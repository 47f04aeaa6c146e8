//! Typed request and response contracts for host procedures.
//!
//! Each remote procedure is bound to exactly one request type and one response
//! type through the [`Procedure`] trait, so the call gate never has to match a
//! method name against a payload at runtime. Everything in this module is
//! plain data: no behaviour crosses the process boundary.

use std::collections::BTreeMap;
use std::fmt;

use serde::de::DeserializeOwned;
use serde::{Deserialize, Serialize};

use crate::rule::RuleDescriptor;
use crate::value::DynamicValue;

/// Free-form metadata attached to an emitted issue.
pub type Metadata = BTreeMap<String, serde_json::Value>;

/// A position in a configuration source file.
///
/// Lines and columns are one-based; `byte` is the zero-based byte offset.
#[derive(Debug, Clone, Copy, Default, PartialEq, Eq, Serialize, Deserialize)]
pub struct Pos {
    /// One-based line number.
    pub line: u32,
    /// One-based column number.
    pub column: u32,
    /// Zero-based byte offset into the file.
    pub byte: u32,
}

impl Pos {
    /// Creates a position.
    #[must_use]
    pub const fn new(line: u32, column: u32, byte: u32) -> Self {
        Self { line, column, byte }
    }
}

/// A half-open span of a configuration source file.
///
/// # Example
///
/// ```
/// use lintwire_plugin::protocol::{Pos, Range};
///
/// let range = Range::new("main.tf", Pos::new(3, 19, 42), Pos::new(3, 30, 53));
/// assert_eq!(range.to_string(), "main.tf:3,19-30");
/// ```
#[derive(Debug, Clone, Default, PartialEq, Eq, Serialize, Deserialize)]
pub struct Range {
    /// Name of the file as known to the host.
    pub filename: String,
    /// Start position (inclusive).
    pub start: Pos,
    /// End position (exclusive).
    pub end: Pos,
}

impl Range {
    /// Creates a range.
    #[must_use]
    pub fn new(filename: impl Into<String>, start: Pos, end: Pos) -> Self {
        Self {
            filename: filename.into(),
            start,
            end,
        }
    }
}

impl fmt::Display for Range {
    fn fmt(&self, f: &mut fmt::Formatter<'_>) -> fmt::Result {
        if self.start.line == self.end.line {
            write!(
                f,
                "{}:{},{}-{}",
                self.filename, self.start.line, self.start.column, self.end.column
            )
        } else {
            write!(
                f,
                "{}:{},{}-{},{}",
                self.filename, self.start.line, self.start.column, self.end.line, self.end.column
            )
        }
    }
}

/// An unevaluated configuration expression.
///
/// The host owns the parser; the plugin only ever holds the source text and
/// where it came from, and hands both back when asking for evaluation.
#[derive(Debug, Clone, PartialEq, Eq, Serialize, Deserialize)]
pub struct Expression {
    source: String,
    range: Range,
}

impl Expression {
    /// Creates an expression from its source text and location.
    #[must_use]
    pub fn new(source: impl Into<String>, range: Range) -> Self {
        Self {
            source: source.into(),
            range,
        }
    }

    /// Returns the expression source text.
    #[must_use]
    pub const fn source(&self) -> &str {
        self.source.as_str()
    }

    /// Returns the location of the expression.
    #[must_use]
    pub const fn range(&self) -> &Range {
        &self.range
    }
}

/// A named configuration field returned by the host.
#[derive(Debug, Clone, PartialEq, Eq, Serialize, Deserialize)]
pub struct Attribute {
    name: String,
    expr: Expression,
    range: Range,
    name_range: Range,
}

impl Attribute {
    /// Creates an attribute.
    #[must_use]
    pub fn new(name: impl Into<String>, expr: Expression, range: Range, name_range: Range) -> Self {
        Self {
            name: name.into(),
            expr,
            range,
            name_range,
        }
    }

    /// Returns the attribute name.
    #[must_use]
    pub const fn name(&self) -> &str {
        self.name.as_str()
    }

    /// Returns the attribute's value expression.
    #[must_use]
    pub const fn expr(&self) -> &Expression {
        &self.expr
    }

    /// Returns the range of the whole `name = value` definition.
    #[must_use]
    pub const fn range(&self) -> &Range {
        &self.range
    }

    /// Returns the range of the attribute name alone.
    #[must_use]
    pub const fn name_range(&self) -> &Range {
        &self.name_range
    }
}

/// Filter selecting attributes of a resource type or address.
#[derive(Debug, Clone, PartialEq, Eq, Serialize, Deserialize)]
pub struct AttributesRequest {
    /// Resource type (e.g. `aws_instance`) or full resource address.
    pub resource: String,
    /// Attribute name to collect from each matching resource.
    pub attribute_name: String,
}

/// Expression handed to the host for evaluation.
#[derive(Debug, Clone, PartialEq, Eq, Serialize, Deserialize)]
pub struct EvalExprRequest {
    /// Expression to evaluate.
    pub expr: Expression,
}

/// A diagnostic finding reported to the host.
#[derive(Debug, Clone, PartialEq, Serialize, Deserialize)]
pub struct EmitIssueRequest {
    /// Transport-safe projection of the rule that raised the issue.
    pub rule: RuleDescriptor,
    /// Human-readable message.
    pub message: String,
    /// Location the issue refers to.
    pub location: Range,
    /// Free-form metadata.
    #[serde(default)]
    pub meta: Metadata,
}

/// A remote procedure with exactly one request and one response shape.
pub trait Procedure {
    /// Name the host dispatches on.
    const NAME: &'static str;
    /// Request payload.
    type Request: Serialize;
    /// Response payload.
    type Response: DeserializeOwned;
}

/// `Plugin.Attributes`: collect attributes matching a filter.
#[derive(Debug, Clone, Copy)]
pub enum Attributes {}

impl Procedure for Attributes {
    const NAME: &'static str = "Plugin.Attributes";
    type Request = AttributesRequest;
    type Response = Vec<Attribute>;
}

/// `Plugin.EvalExpr`: evaluate an expression in the host's context.
#[derive(Debug, Clone, Copy)]
pub enum EvalExpr {}

impl Procedure for EvalExpr {
    const NAME: &'static str = "Plugin.EvalExpr";
    type Request = EvalExprRequest;
    type Response = DynamicValue;
}

/// `Plugin.EmitIssue`: report a finding. The host acknowledges with null.
#[derive(Debug, Clone, Copy)]
pub enum EmitIssue {}

impl Procedure for EmitIssue {
    const NAME: &'static str = "Plugin.EmitIssue";
    type Request = EmitIssueRequest;
    type Response = ();
}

────────

Problem: The whole listing above needs to be written out exactly.

Solution to the problem:
repository 47f04aeaa6c146e8
//! Typed request and response contracts for host procedures.
//!
//! Each remote procedure is bound to exactly one request type and one response
//! type through the [`Procedure`] trait, so the call gate never has to match a
//! method name against a payload at runtime. Everything in this module is
//! plain data: no behaviour crosses the process boundary.

use std::collections::BTreeMap;
use std::fmt;

use serde::de::DeserializeOwned;
use serde::{Deserialize, Serialize};

use crate::rule::RuleDescriptor;
use crate::value::DynamicValue;

/// Free-form metadata attached to an emitted issue.
pub type Metadata = BTreeMap<String, serde_json::Value>;

/// A position in a configuration source file.
///
/// Lines and columns are one-based; `byte` is the zero-based byte offset.
#[derive(Debug, Clone, Copy, Default, PartialEq, Eq, Serialize, Deserialize)]
pub struct Pos {
    /// One-based line number.
    pub line: u32,
    /// One-based column number.
    pub column: u32,
    /// Zero-based byte offset into the file.
    pub byte: u32,
}

impl Pos {
    /// Creates a position.
    #[must_use]
    pub const fn new(line: u32, column: u32, byte: u32) -> Self {
        Self { line, column, byte }
    }
}

/// A half-open span of a configuration source file.
///
/// # Example
///
/// ```
/// use lintwire_plugin::protocol::{Pos, Range};
///
/// let range = Range::new("main.tf", Pos::new(3, 19, 42), Pos::new(3, 30, 53));
/// assert_eq!(range.to_string(), "main.tf:3,19-30");
/// ```
#[derive(Debug, Clone, Default, PartialEq, Eq, Serialize, Deserialize)]
pub struct Range {
    /// Name of the file as known to the host.
    pub filename: String,
    /// Start position (inclusive).
    pub start: Pos,
    /// End position (exclusive).
    pub end: Pos,
}

impl Range {
    /// Creates a range.
    #[must_use]
    pub fn new(filename: impl Into<String>, start: Pos, end: Pos) -> Self {
        Self {
            filename: filename.into(),
            start,
            end,
        }
    }
}

impl fmt::Display for Range {
    fn fmt(&self, f: &mut fmt::Formatter<'_>) -> fmt::Result {
        if self.start.line == self.end.line {
            write!(
                f,
                "{}:{},{}-{}",
                self.filename, self.start.line, self.start.column, self.end.column
            )
        } else {
            write!(
                f,
                "{}:{},{}-{},{}",
                self.filename, self.start.line, self.start.column, self.end.line, self.end.column
            )
        }
    }
}

/// An unevaluated configuration expression.
///
/// The host owns the parser; the plugin only ever holds the source text and
/// where it came from, and hands both back when asking for evaluation.
#[derive(Debug, Clone, PartialEq, Eq, Serialize, Deserialize)]
pub struct Expression {
    source: String,
    range: Range,
}

impl Expression {
    /// Creates an expression from its source text and location.
    #[must_use]
    pub fn new(source: impl Into<String>, range: Range) -> Self {
        Self {
            source: source.into(),
            range,
        }
    }

    /// Returns the expression source text.
    #[must_use]
    pub const fn source(&self) -> &str {
        self.source.as_str()
    }

    /// Returns the location of the expression.
    #[must_use]
    pub const fn range(&self) -> &Range {
        &self.range
    }
}

/// A named configuration field returned by the host.
#[derive(Debug, Clone, PartialEq, Eq, Serialize, Deserialize)]
pub struct Attribute {
    name: String,
    expr: Expression,
    range: Range,
    name_range: Range,
}

impl Attribute {
    /// Creates an attribute.
    #[must_use]
    pub fn new(name: impl Into<String>, expr: Expression, range: Range, name_range: Range) -> Self {
        Self {
            name: name.into(),
            expr,
            range,
            name_range,
        }
    }

    /// Returns the attribute name.
    #[must_use]
    pub const fn name(&self) -> &str {
        self.name.as_str()
    }

    /// Returns the attribute's value expression.
    #[must_use]
    pub const fn expr(&self) -> &Expression {
        &self.expr
    }

    /// Returns the range of the whole `name = value` definition.
    #[must_use]
    pub const fn range(&self) -> &Range {
        &self.range
    }

    /// Returns the range of the attribute name alone.
    #[must_use]
    pub const fn name_range(&self) -> &Range {
        &self.name_range
    }
}

/// Filter selecting attributes of a resource type or address.
#[derive(Debug, Clone, PartialEq, Eq, Serialize, Deserialize)]
pub struct AttributesRequest {
    /// Resource type (e.g. `aws_instance`) or full resource address.
    pub resource: String,
    /// Attribute name to collect from each matching resource.
    pub attribute_name: String,
}

/// Expression handed to the host for evaluation.
#[derive(Debug, Clone, PartialEq, Eq, Serialize, Deserialize)]
pub struct EvalExprRequest {
    /// Expression to evaluate.
    pub expr: Expression,
}

/// A diagnostic finding reported to the host.
#[derive(Debug, Clone, PartialEq, Serialize, Deserialize)]
pub struct EmitIssueRequest {
    /// Transport-safe projection of the rule that raised the issue.
    pub rule: RuleDescriptor,
    /// Human-readable message.
    pub message: String,
    /// Location the issue refers to.
    pub location: Range,
    /// Free-form metadata.
    #[serde(default)]
    pub meta: Metadata,
}

/// A remote procedure with exactly one request and one response shape.
pub trait Procedure {
    /// Name the host dispatches on.
    const NAME: &'static str;
    /// Request payload.
    type Request: Serialize;
    /// Response payload.
    type Response: DeserializeOwned;
}

/// `Plugin.Attributes`: collect attributes matching a filter.
#[derive(Debug, Clone, Copy)]
pub enum Attributes {}

impl Procedure for Attributes {
    const NAME: &'static str = "Plugin.Attributes";
    type Request = AttributesRequest;
    type Response = Vec<Attribute>;
}

/// `Plugin.EvalExpr`: evaluate an expression in the host's context.
#[derive(Debug, Clone, Copy)]
pub enum EvalExpr {}

impl Procedure for EvalExpr {
    const NAME: &'static str = "Plugin.EvalExpr";
    type Request = EvalExprRequest;
    type Response = DynamicValue;
}

/// `Plugin.EmitIssue`: report a finding. The host acknowledges with null.
#[derive(Debug, Clone, Copy)]
pub enum EmitIssue {}

impl Procedure for EmitIssue {
    const NAME: &'static str = "Plugin.EmitIssue";
    type Request = EmitIssueRequest;
    type Response = ();
}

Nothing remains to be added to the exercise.